An Investigation Begins
In June 2013, Sarah Staudte was hospitalized. Doctors could not find a cause for her failing kidneys and brain bleed.
On June 11, police received an anonymous call. The tipster, later revealed to be the Staudte family pastor, accused Diane of "two or three homicides," referring to Mark and Shaun's deaths and Sarah's condition.
On June 13, an investigator visited the hospital where Sarah was receiving care. He learned that, as her daughter was fighting for her life, Diane had talked about an upcoming vacation.
The doctor overseeing Sarah's case said he wondered if she'd been poisoned because no tests had explained her symptoms.
On June 20, 2013, Diane was interviewed by police. Though she initially denied any responsibility, eventually she admitted she'd poisoned family members with antifreeze. She'd mixed the antifreeze into her husband's sports drinks, and into sodas for Shaun and Sarah.
As to a motive, Diane said of Mark, "I hated his guts. He would throw things at me. He would throw things at the kids. I guess I'd just had enough."
She said of her autistic son, "Shaun would be interfering with whatever I would do," and labeled him "more than a pest."
Sarah was targeted because she had no job and had student loans to pay.
Diane's Accomplice Is Revealed
Diane did not implicate anyone else during her interrogation. But a search of the Staudte house uncovered a journal kept by Rachel.
In one entry, dated June 13, 2011, Rachel wrote, "It's sad when I realized how my father will pass on in the next two months... Shaun, my brother will move on shortly after... It will be tough getting used to the changes, but everything will work out."
Rachel, then 22, had originally told police she had no knowledge of her mother's crimes. On June 22, 2013, police interrogated her again. This time she admitted her involvement.
"Mom brought it up, and then we discussed," Rachel said.
Rachel had helped Diane research killing methods, but said she'd objected to poisoning her siblings. "Shaun, we argued on a lot [about whether to kill him] because I still think we could have put him in an assisted living [facility], but she wanted him out."
"Sarah was equally unneeded," she added. "We could have found someplace else for her."
Why did Rachel incriminate herself in her diary?
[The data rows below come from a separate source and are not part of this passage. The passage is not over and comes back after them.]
//! Declarative site binding for a selector-driven media source.

use std::time::Duration;

use serde::{Deserialize, Serialize};

use crate::error::{AppError, Result};
use crate::formats::{ChannelFormatId, SubjectFormatId};
use crate::utils::guess_base_url;

/// Placeholder substituted with the encoded search keyword.
pub const KEYWORD_PLACEHOLDER: &str = "{keyword}";

/// Built-in direct video pattern. A URL matched by its first branch is
/// rejected when another `http(s)://` follows the leading scheme.
pub const DEFAULT_MATCH_VIDEO_URL: &str =
    r"(^https?://.+(\.mp4|\.mkv|m3u8).*(\?.+)?)|(akamaized)|(bilivideo\.com)";

/// Everything needed to crawl one site: search, subject list, episode list
/// and video matching.
///
/// Treated as read-only once constructed.
#[derive(Debug, Clone, Serialize, Deserialize)]
pub struct SelectorSearchConfig {
    /// Search page URL template, must contain `{keyword}`
    pub search_url: String,

    /// Only search with the first word of the subject name
    #[serde(default = "defaults::yes")]
    pub search_use_only_first_word: bool,

    /// Replace punctuation in the subject name with spaces before searching
    #[serde(default = "defaults::yes")]
    pub search_remove_special: bool,

    /// How many of the request's subject names to try, in order
    #[serde(default = "defaults::subject_names_count")]
    pub search_use_subject_names_count: usize,

    /// Site root; guessed from `search_url` when empty
    #[serde(default)]
    pub raw_base_url: String,

    /// Minimum spacing between two searches
    #[serde(default = "defaults::request_interval")]
    pub request_interval_seconds: f64,

    #[serde(default)]
    pub subject_format_id: SubjectFormatId,

    #[serde(default)]
    pub subject_format_config: SubjectFormatConfig,

    #[serde(default)]
    pub subject_indexed_config: SubjectIndexedConfig,

    #[serde(default)]
    pub channel_format_id: ChannelFormatId,

    #[serde(default)]
    pub channel_format_config: ChannelFormatConfig,

    #[serde(default)]
    pub channel_grouped_config: ChannelGroupedConfig,

    #[serde(default = "defaults::resolution")]
    pub default_resolution: String,

    #[serde(default = "defaults::subtitle_language")]
    pub default_subtitle_language: String,

    /// Player identifiers able to play this source; empty means any
    #[serde(default)]
    pub only_supports_players: Vec<String>,

    #[serde(default = "defaults::yes")]
    pub filter_by_episode_sort: bool,

    #[serde(default = "defaults::yes")]
    pub filter_by_subject_name: bool,

    #[serde(default)]
    pub select_media: SelectMediaConfig,

    #[serde(default)]
    pub match_video: MatchVideoConfig,
}

impl SelectorSearchConfig {
    /// A config with the given search URL and every other field defaulted.
    pub fn new(search_url: impl Into<String>) -> Self {
        Self {
            search_url: search_url.into(),
            search_use_only_first_word: true,
            search_remove_special: true,
            search_use_subject_names_count: defaults::subject_names_count(),
            raw_base_url: String::new(),
            request_interval_seconds: defaults::request_interval(),
            subject_format_id: SubjectFormatId::default(),
            subject_format_config: SubjectFormatConfig::default(),
            subject_indexed_config: SubjectIndexedConfig::default(),
            channel_format_id: ChannelFormatId::default(),
            channel_format_config: ChannelFormatConfig::default(),
            channel_grouped_config: ChannelGroupedConfig::default(),
            default_resolution: defaults::resolution(),
            default_subtitle_language: defaults::subtitle_language(),
            only_supports_players: Vec::new(),
            filter_by_episode_sort: true,
            filter_by_subject_name: true,
            select_media: SelectMediaConfig::default(),
            match_video: MatchVideoConfig::default(),
        }
    }

    /// Site root used for connection probes.
    pub fn final_base_url(&self) -> String {
        if self.raw_base_url.trim().is_empty() {
            guess_base_url(&self.search_url)
        } else {
            self.raw_base_url.trim().to_string()
        }
    }

    pub fn request_interval(&self) -> Duration {
        Duration::try_from_secs_f64(self.request_interval_seconds).unwrap_or_default()
    }

    /// Reject configs that cannot drive a search at all.
    ///
    /// Selector gaps are not errors here; they only disable a phase.
    pub fn validate(&self) -> Result<()> {
        if self.search_url.trim().is_empty() {
            return Err(AppError::validation("search_url is empty"));
        }
        if !self.search_url.contains(KEYWORD_PLACEHOLDER) {
            return Err(AppError::validation(format!(
                "search_url must contain {KEYWORD_PLACEHOLDER}: {}",
                self.search_url
            )));
        }
        if !self.request_interval_seconds.is_finite() || self.request_interval_seconds < 0.0 {
            return Err(AppError::validation(
                "request_interval_seconds must be a non-negative number",
            ));
        }
        if self.search_use_subject_names_count == 0 {
            return Err(AppError::validation(
                "search_use_subject_names_count must be > 0",
            ));
        }
        if self.match_video.max_nested_hops > defaults::MAX_NESTED_HOPS_LIMIT {
            return Err(AppError::validation(format!(
                "match_video.max_nested_hops must be <= {}",
                defaults::MAX_NESTED_HOPS_LIMIT
            )));
        }
        Ok(())
    }
}

/// Selectors for the direct subject format.
#[derive(Debug, Clone, Default, PartialEq, Eq, Serialize, Deserialize)]
pub struct SubjectFormatConfig {
    /// Selector for each subject container
    #[serde(default)]
    pub subject_selector: String,

    /// Selector for the name element inside a container
    #[serde(default)]
    pub name_selector: String,

    /// Selector for the link element inside a container
    #[serde(default)]
    pub url_selector: String,
}

impl SubjectFormatConfig {
    pub fn new(
        subject: impl Into<String>,
        name: impl Into<String>,
        url: impl Into<String>,
    ) -> Self {
        Self {
            subject_selector: subject.into(),
            name_selector: name.into(),
            url_selector: url.into(),
        }
    }

    pub fn is_valid(&self) -> bool {
        !self.subject_selector.trim().is_empty()
            && !self.name_selector.trim().is_empty()
            && !self.url_selector.trim().is_empty()
    }
}

/// Selectors for the indexed subject format, where items carry their data
/// in attributes.
#[derive(Debug, Clone, PartialEq, Eq, Serialize, Deserialize)]
pub struct SubjectIndexedConfig {
    #[serde(default)]
    pub container_selector: String,

    #[serde(default)]
    pub item_selector: String,

    #[serde(default = "defaults::name_attr")]
    pub name_attr: String,

    #[serde(default = "defaults::url_attr")]
    pub url_attr: String,
}

impl Default for SubjectIndexedConfig {
    fn default() -> Self {
        Self {
            container_selector: String::new(),
            item_selector: String::new(),
            name_attr: defaults::name_attr(),
            url_attr: defaults::url_attr(),
        }
    }
}

impl SubjectIndexedConfig {
    pub fn is_valid(&self) -> bool {
        !self.container_selector.trim().is_empty()
            && !self.item_selector.trim().is_empty()
            && !self.url_attr.trim().is_empty()
    }
}

/// Selectors for the flat channel format.
#[derive(Debug, Clone, Default, PartialEq, Eq, Serialize, Deserialize)]
pub struct ChannelFormatConfig {
    #[serde(default)]
    pub episode_selector: String,

    #[serde(default)]
    pub name_selector: String,

    #[serde(default)]
    pub url_selector: String,

    /// Optional per-episode channel label
    #[serde(default, skip_serializing_if = "Option::is_none")]
    pub channel_selector: Option<String>,
}

impl ChannelFormatConfig {
    pub fn new(
        episode: impl Into<String>,
        name: impl Into<String>,
        url: impl Into<String>,
    ) -> Self {
        Self {
            episode_selector: episode.into(),
            name_selector: name.into(),
            url_selector: url.into(),
            channel_selector: None,
        }
    }

    pub fn is_valid(&self) -> bool {
        !self.episode_selector.trim().is_empty()
            && !self.name_selector.trim().is_empty()
            && !self.url_selector.trim().is_empty()
    }
}

/// Selectors for the grouped channel format: channel blocks each holding
/// their own episode list.
#[derive(Debug, Clone, Default, PartialEq, Eq, Serialize, Deserialize)]
pub struct ChannelGroupedConfig {
    #[serde(default)]
    pub channel_selector: String,

    #[serde(default, skip_serializing_if = "Option::is_none")]
    pub channel_name_selector: Option<String>,

    #[serde(default)]
    pub episode_selector: String,

    #[serde(default)]
    pub episode_name_selector: String,

    #[serde(default)]
    pub episode_url_selector: String,
}

impl ChannelGroupedConfig {
    pub fn is_valid(&self) -> bool {
        !self.channel_selector.trim().is_empty()
            && !self.episode_selector.trim().is_empty()
            && !self.episode_name_selector.trim().is_empty()
            && !self.episode_url_selector.trim().is_empty()
    }
}

/// Which fields make a media id (and title) distinct.
#[derive(Debug, Clone, PartialEq, Eq, Serialize, Deserialize)]
pub struct SelectMediaConfig {
    #[serde(default = "defaults::yes")]
    pub distinguish_subject_name: bool,

    #[serde(default = "defaults::yes")]
    pub distinguish_channel_name: bool,

    #[serde(default = "defaults::yes")]
    pub distinguish_episode_name: bool,

    #[serde(default = "defaults::yes")]
    pub distinguish_episode_sort: bool,
}

impl Default for SelectMediaConfig {
    fn default() -> Self {
        Self {
            distinguish_subject_name: true,
            distinguish_channel_name: true,
            distinguish_episode_name: true,
            distinguish_episode_sort: true,
        }
    }
}

/// Headers attached to the final video request.
#[derive(Debug, Clone, PartialEq, Eq, Serialize, Deserialize)]
pub struct VideoHeaders {
    #[serde(default)]
    pub referer: String,

    #[serde(default = "defaults::video_user_agent")]
    pub user_agent: String,
}

impl Default for VideoHeaders {
    fn default() -> Self {
        Self {
            referer: String::new(),
            user_agent: defaults::video_user_agent(),
        }
    }
}

/// Two-regex video resolution settings.
#[derive(Debug, Clone, PartialEq, Eq, Serialize, Deserialize)]
pub struct MatchVideoConfig {
    #[serde(default = "defaults::yes")]
    pub enable_nested_url: bool,

    /// URLs matching this are intermediate pages to load
    #[serde(default = "defaults::match_nested_url")]
    pub match_nested_url: String,

    /// URLs matching this are playable; a `v` group narrows the match
    #[serde(default = "defaults::match_video_url")]
    pub match_video_url: String,

    #[serde(default = "defaults::cookies")]
    pub cookies: String,

    #[serde(default)]
    pub add_headers_to_video: VideoHeaders,

    /// Maximum nested pages followed after the play page
    #[serde(default = "defaults::max_nested_hops")]
    pub max_nested_hops: usize,
}

impl Default for MatchVideoConfig {
    fn default() -> Self {
        Self {
            enable_nested_url: true,
            match_nested_url: defaults::match_nested_url(),
            match_video_url: defaults::match_video_url(),
            cookies: defaults::cookies(),
            add_headers_to_video: VideoHeaders::default(),
            max_nested_hops: defaults::max_nested_hops(),
        }
    }
}

pub(crate) mod defaults {
    pub const MAX_NESTED_HOPS_LIMIT: usize = 8;

    pub fn yes() -> bool {
        true
    }
    pub fn subject_names_count() -> usize {
        1
    }
    pub fn request_interval() -> f64 {
        3.0
    }
    pub fn resolution() -> String {
        "1080P".into()
    }
    pub fn subtitle_language() -> String {
        "CHS".into()
    }
    pub fn name_attr() -> String {
        "title".into()
    }
    pub fn url_attr() -> String {
        "href".into()
    }
    pub fn video_user_agent() -> String {
        "Mozilla/5.0 (Windows NT 10.0; Win64; x64) AppleWebKit/537.36 (KHTML, like Gecko) Chrome/58.0.3029.110 Safari/537.3".into()
    }
    pub fn match_nested_url() -> String {
        r"^.+(m3u8|vip|xigua\.php).+\?".into()
    }
    pub fn match_video_url() -> String {
        super::DEFAULT_MATCH_VIDEO_URL.into()
    }
    pub fn cookies() -> String {
        "quality=1080".into()
    }
    pub fn max_nested_hops() -> usize {
        2
    }
}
Dr. Rod Hoevet, a clinical and forensic psychologist and an assistant professor at Maryville University, says that depends on how much control her mother had over her.
"Was she under the influence of mom? If the answer to that question is yes, then her writing was probably just about as innocent as can be," Hoevet says. "She was writing down something that she was convinced of, like this is just the way it has to be."
Where Are the Staudtes Now?
Powers says if someone ingests antifreeze, even if they survive initially, "there is still the risk they might die from the loss of kidney function." Sarah lived, but suffered neurological damage. She now resides in an assisted-living facility.
After reaching a deal with prosecutors, Rachel pleaded guilty to two counts of second-degree murder and one count of first-degree assault on May 5, 2015. She was given two life sentences in March 2016, with eligibility for parole in 42.5 years.
Rachel is now incarcerated in the Women's Eastern Reception Diagnostic and Correctional Center in Vandalia, Missouri.
At her sentencing, she told Sarah, "I'm sorry I couldn't find the courage to stand up for what was right."
Diane pleaded guilty to two counts of first-degree murder and one count of assault in January 2016. She submitted an Alford plea, which recognizes there is enough evidence to secure a conviction, but did not require her to admit to a crime.
Diane was sentenced to three life terms with no possibility of parole. She is incarcerated at the Chillicothe Correctional Center, in Chillicothe, Missouri.
Diane's attempt to deflect blame after her detailed confession is one more twist in an extraordinary case.
"Women don't engage in a lot of violent crime as a general rule," Hoevet says. "That a mother would be committing a crime against someone in her own family is already pretty unusual… Then the idea that she would bring her daughter into it to kill her own family members…and apparently convinced her of it, is so unusual."